Viale Pasubio is an avenue in Milan, Italy. It is part of the circonvallazione interna ring road, a major traffic route that runs along the former Spanish walls of Milan. The street is 350 m long and connects two former city gates, namely Porta Garibaldi (now Piazza XXV Aprile) and Porta Volta (now Piazzale Antonio Bajamonti). The street was formerly known as "Viale di Porta Garibaldi" (Porta Garibaldi Avenue), and was renamed after World War I in remembrance of the fightings on the Pasubio massif (Dolomites) that occurred during the war.

The buildings in Viale Pasubio were severely damaged by Allied bombings in World War II; those on the southern side of the street were never fully restored or replaced. The ruins have been adapted to diverse purposes: a large plant nursery has been established, and a number of slum-like, abusive settlements have formed (and have been cleared by the local police) over time.

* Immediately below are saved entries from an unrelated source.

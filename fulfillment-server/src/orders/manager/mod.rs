//! FulfillmentManager - Core command processing and event generation
//!
//! This module handles:
//! - Command validation and processing
//! - Event generation with global sequence numbers
//! - Persistence to redb (transactional)
//! - Order record updates and ledger projections
//! - Change-notice broadcasting
//!
//! # Command Flow
//!
//! ```text
//! execute_command(cmd)
//!     ├─ 1. Idempotency check (command_id)
//!     ├─ 2. Begin write transaction
//!     ├─ 3. Create CommandContext
//!     ├─ 4. Convert command to action and execute
//!     ├─ 5. Apply events to records via EventApplier
//!     ├─ 6. Persist events, records and ledger rows
//!     ├─ 7. Mark command processed
//!     ├─ 8. Commit transaction
//!     ├─ 9. Broadcast change notices
//!     └─ 10. Return response
//! ```

mod error;
pub use error::*;

use super::actions::CommandAction;
use super::appliers::EventAction;
use super::storage::{OrderStorage, StorageError};
use super::traits::{CommandContext, CommandHandler, CommandMetadata, EventApplier};
use crate::config::ServerConfig;
use shared::models::{EarningEntry, Payment};
use shared::order::{EventPayload, OrderCommand, OrderEvent, OrderRecord};
use shared::{ChangeNotice, CommandResponse};
use tokio::sync::broadcast;

/// Change-notice broadcast channel capacity
const NOTICE_CHANNEL_CAPACITY: usize = 4096;

/// FulfillmentManager for command processing
///
/// The `epoch` field is a unique identifier generated on each startup.
/// Clients use it to detect server restarts and trigger a full resync.
pub struct FulfillmentManager {
    storage: OrderStorage,
    notice_tx: broadcast::Sender<ChangeNotice>,
    /// Server instance epoch - unique ID generated on startup
    epoch: String,
    venue_id: String,
}

impl std::fmt::Debug for FulfillmentManager {
    fn fmt(&self, f: &mut std::fmt::Formatter<'_>) -> std::fmt::Result {
        f.debug_struct("FulfillmentManager")
            .field("storage", &"<OrderStorage>")
            .field("notice_tx", &"<broadcast::Sender>")
            .field("epoch", &self.epoch)
            .field("venue_id", &self.venue_id)
            .finish()
    }
}

impl FulfillmentManager {
    /// Create a new FulfillmentManager from the server configuration
    pub fn new(config: &ServerConfig) -> ManagerResult<Self> {
        let storage = OrderStorage::open(&config.db_path)?;
        let capacity = config.channel_capacity.max(NOTICE_CHANNEL_CAPACITY);
        let (notice_tx, _) = broadcast::channel(capacity);
        let epoch = uuid::Uuid::new_v4().to_string();
        tracing::info!(epoch = %epoch, venue_id = %config.venue_id, "FulfillmentManager started with new epoch");
        Ok(Self {
            storage,
            notice_tx,
            epoch,
            venue_id: config.venue_id.clone(),
        })
    }

    /// Create a FulfillmentManager with existing storage
    pub fn with_storage(storage: OrderStorage, venue_id: impl Into<String>) -> Self {
        let (notice_tx, _) = broadcast::channel(NOTICE_CHANNEL_CAPACITY);
        let epoch = uuid::Uuid::new_v4().to_string();
        Self {
            storage,
            notice_tx,
            epoch,
            venue_id: venue_id.into(),
        }
    }

    /// Get the server epoch (unique instance ID)
    pub fn epoch(&self) -> &str {
        &self.epoch
    }

    /// Subscribe to change-notice broadcasts
    pub fn subscribe(&self) -> broadcast::Receiver<ChangeNotice> {
        self.notice_tx.subscribe()
    }

    /// Get the underlying storage
    pub fn storage(&self) -> &OrderStorage {
        &self.storage
    }

    /// Execute a command and return the response
    pub fn execute_command(&self, cmd: OrderCommand) -> CommandResponse {
        match self.process_command(cmd.clone()) {
            Ok((response, notices)) => {
                // Broadcast after successful commit; notices are payload-free
                // re-fetch triggers, a lagging receiver just re-syncs
                for notice in notices {
                    if self.notice_tx.send(notice).is_err() {
                        tracing::debug!("Change broadcast skipped: no active receivers");
                        break;
                    }
                }
                response
            }
            Err(err) => CommandResponse::error(cmd.command_id, err.into()),
        }
    }

    /// Process command and return response with change notices
    ///
    /// Uses the action-based architecture:
    /// 1. Convert command to CommandAction
    /// 2. Execute action to generate events
    /// 3. Apply events to records via EventApplier
    /// 4. Persist everything atomically
    fn process_command(
        &self,
        cmd: OrderCommand,
    ) -> ManagerResult<(CommandResponse, Vec<ChangeNotice>)> {
        tracing::debug!(command_id = %cmd.command_id, payload = ?cmd.payload, "Processing command");

        // 1. Idempotency check (before transaction)
        if self.storage.is_command_processed(&cmd.command_id)? {
            tracing::warn!(command_id = %cmd.command_id, "Duplicate command");
            return Ok((CommandResponse::duplicate(cmd.command_id), vec![]));
        }

        // 2. Begin write transaction
        let txn = self.storage.begin_write()?;

        // Double-check idempotency within the transaction
        if self
            .storage
            .is_command_processed_txn(&txn, &cmd.command_id)?
        {
            return Ok((CommandResponse::duplicate(cmd.command_id), vec![]));
        }

        // 3. Get current sequence for context initialization
        let current_sequence = self.storage.get_current_sequence()?;

        // 4. Create context and metadata
        let mut ctx = CommandContext::new(&txn, &self.storage, current_sequence);
        let metadata = CommandMetadata {
            command_id: cmd.command_id.clone(),
            actor_id: cmd.actor_id.clone(),
            actor_name: cmd.actor_name.clone(),
            role: cmd.role,
            timestamp: cmd.timestamp,
        };

        // 5. Convert to action and execute
        let action: CommandAction = (&cmd).into();
        let events = futures::executor::block_on(action.execute(&mut ctx, &metadata))
            .map_err(ManagerError::from)?;

        // 6. Apply events to order records
        for event in &events {
            let mut record = ctx
                .load_record(&event.order_id)
                .unwrap_or_else(|_| OrderRecord::new(event.order_id.clone()));

            let applier: EventAction = event.into();
            applier.apply(&mut record, event);

            ctx.save_record(record);
        }

        // 7. Persist events
        for event in &events {
            self.storage.store_event(&txn, event)?;
        }

        // 8. Persist records and maintain the active-order index
        let mut records: Vec<OrderRecord> = ctx.modified_records().cloned().collect();
        records.sort_by(|a, b| a.order_id.cmp(&b.order_id));
        for record in &records {
            self.storage.store_record(&txn, record)?;
            if record.status.is_terminal() {
                self.storage.mark_order_inactive(&txn, &record.order_id)?;
            } else {
                self.storage.mark_order_active(&txn, &record.order_id)?;
            }
        }

        // 9. Project ledger rows from the emitted events, in the same
        // transaction: the Payment row and the paid flag land atomically.
        for event in &events {
            match &event.payload {
                EventPayload::PaymentRecorded {
                    payment_id,
                    shift_id,
                    method,
                    amount,
                    change,
                } => {
                    self.storage.store_payment(
                        &txn,
                        &Payment {
                            payment_id: payment_id.clone(),
                            order_id: event.order_id.clone(),
                            shift_id: shift_id.clone(),
                            method: *method,
                            amount: *amount,
                            change: *change,
                            recorded_at: event.timestamp,
                        },
                    )?;
                }
                EventPayload::OrderDelivered {
                    courier_id: Some(courier_id),
                    ..
                } => {
                    let amount = records
                        .iter()
                        .find(|r| r.order_id == event.order_id)
                        .map(|r| r.total)
                        .unwrap_or(0.0);
                    self.storage.store_earning(
                        &txn,
                        &EarningEntry {
                            order_id: event.order_id.clone(),
                            courier_id: courier_id.clone(),
                            amount,
                            delivered_at: event.timestamp,
                            settled: false,
                        },
                    )?;
                }
                _ => {}
            }
        }

        // 10. Update sequence counter
        let max_sequence = events
            .iter()
            .map(|e| e.sequence)
            .max()
            .unwrap_or(current_sequence);
        if max_sequence > current_sequence {
            self.storage.set_sequence(&txn, max_sequence)?;
        }

        // 11. Mark command processed
        self.storage.mark_command_processed(&txn, &cmd.command_id)?;

        // 12. Commit transaction
        txn.commit().map_err(StorageError::from)?;

        // 13. Build change notices (payload-free; clients re-fetch)
        let notices: Vec<ChangeNotice> = events
            .iter()
            .map(|event| {
                let number = records
                    .iter()
                    .find(|r| r.order_id == event.order_id)
                    .map(|r| r.number)
                    .unwrap_or(0);
                ChangeNotice {
                    venue_id: self.venue_id.clone(),
                    order_id: event.order_id.clone(),
                    number,
                    kind: event.event_type,
                    sequence: event.sequence,
                }
            })
            .collect();

        let order_id = events.first().map(|e| e.order_id.clone());
        tracing::info!(command_id = %cmd.command_id, order_id = ?order_id, event_count = events.len(), "Command processed successfully");
        Ok((CommandResponse::success(cmd.command_id, order_id), notices))
    }

    // ========== Public Query Methods ==========

    /// Get an order record by ID
    pub fn get_record(&self, order_id: &str) -> ManagerResult<Option<OrderRecord>> {
        Ok(self.storage.get_record(order_id)?)
    }

    /// Get all active (non-terminal) order records
    pub fn get_active_orders(&self) -> ManagerResult<Vec<OrderRecord>> {
        Ok(self.storage.get_active_orders()?)
    }

    /// Get current sequence number
    pub fn get_current_sequence(&self) -> ManagerResult<u64> {
        Ok(self.storage.get_current_sequence()?)
    }

    /// Get events since a given sequence
    pub fn get_events_since(&self, since_sequence: u64) -> ManagerResult<Vec<OrderEvent>> {
        Ok(self.storage.get_events_since(since_sequence)?)
    }

    /// Get all events for a specific order
    pub fn get_events_for_order(&self, order_id: &str) -> ManagerResult<Vec<OrderEvent>> {
        Ok(self.storage.get_events_for_order(order_id)?)
    }

    /// Rebuild an order record from its events (for verification)
    ///
    /// Folds the event stream through the appliers; the result must equal
    /// the stored record.
    pub fn rebuild_record(&self, order_id: &str) -> ManagerResult<OrderRecord> {
        let events = self.storage.get_events_for_order(order_id)?;
        if events.is_empty() {
            return Err(ManagerError::Internal(format!(
                "no events for order {order_id}"
            )));
        }

        let mut record = OrderRecord::new(order_id.to_string());
        for event in &events {
            let applier: EventAction = event.into();
            applier.apply(&mut record, event);
        }

        Ok(record)
    }
}

// Make FulfillmentManager Clone-able
impl Clone for FulfillmentManager {
    fn clone(&self) -> Self {
        Self {
            storage: self.storage.clone(),
            notice_tx: self.notice_tx.clone(),
            epoch: self.epoch.clone(),
            venue_id: self.venue_id.clone(),
        }
    }
}

#[cfg(test)]
mod tests;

A notable building of the Viale Pasubio area is the Unilever Tower, a skyscraper built in 1962, now abandoned. Also well known to the Milanese people is the Antica Trattoria della Pesa, a historic restaurant dating back to 1880, which has preserved its original sign. The restaurant owes its name to the fact that it stands in the exact place where, in the 19th century, goods going through the Porta Volta gate were weighed to establish the duty to be paid for their transfer ("pesa" is the Italian word for weighing machine). Reportedly, the Vietnamese revolutionary leader Ho Chi Minh worked in this restaurant as a waiter in the 1930s.

Viale Pasubio (more specifically, the Antica Trattoria and a graffiti-covered wall of the ruins of the southern-side buildings) appear in the movie Happy Family (2010) directed by Gabriele Salvatores.

A thorough renewal plan has been established in December 2010 for Viale Pasubio and the adjacent area, including Porta Volta, to be implemented by the Swiss architecture firm Herzog & de Meuron and completed by 2014. The plan includes green areas as well as cultural centres, and the new headquarters of the Feltrinelli Foundation.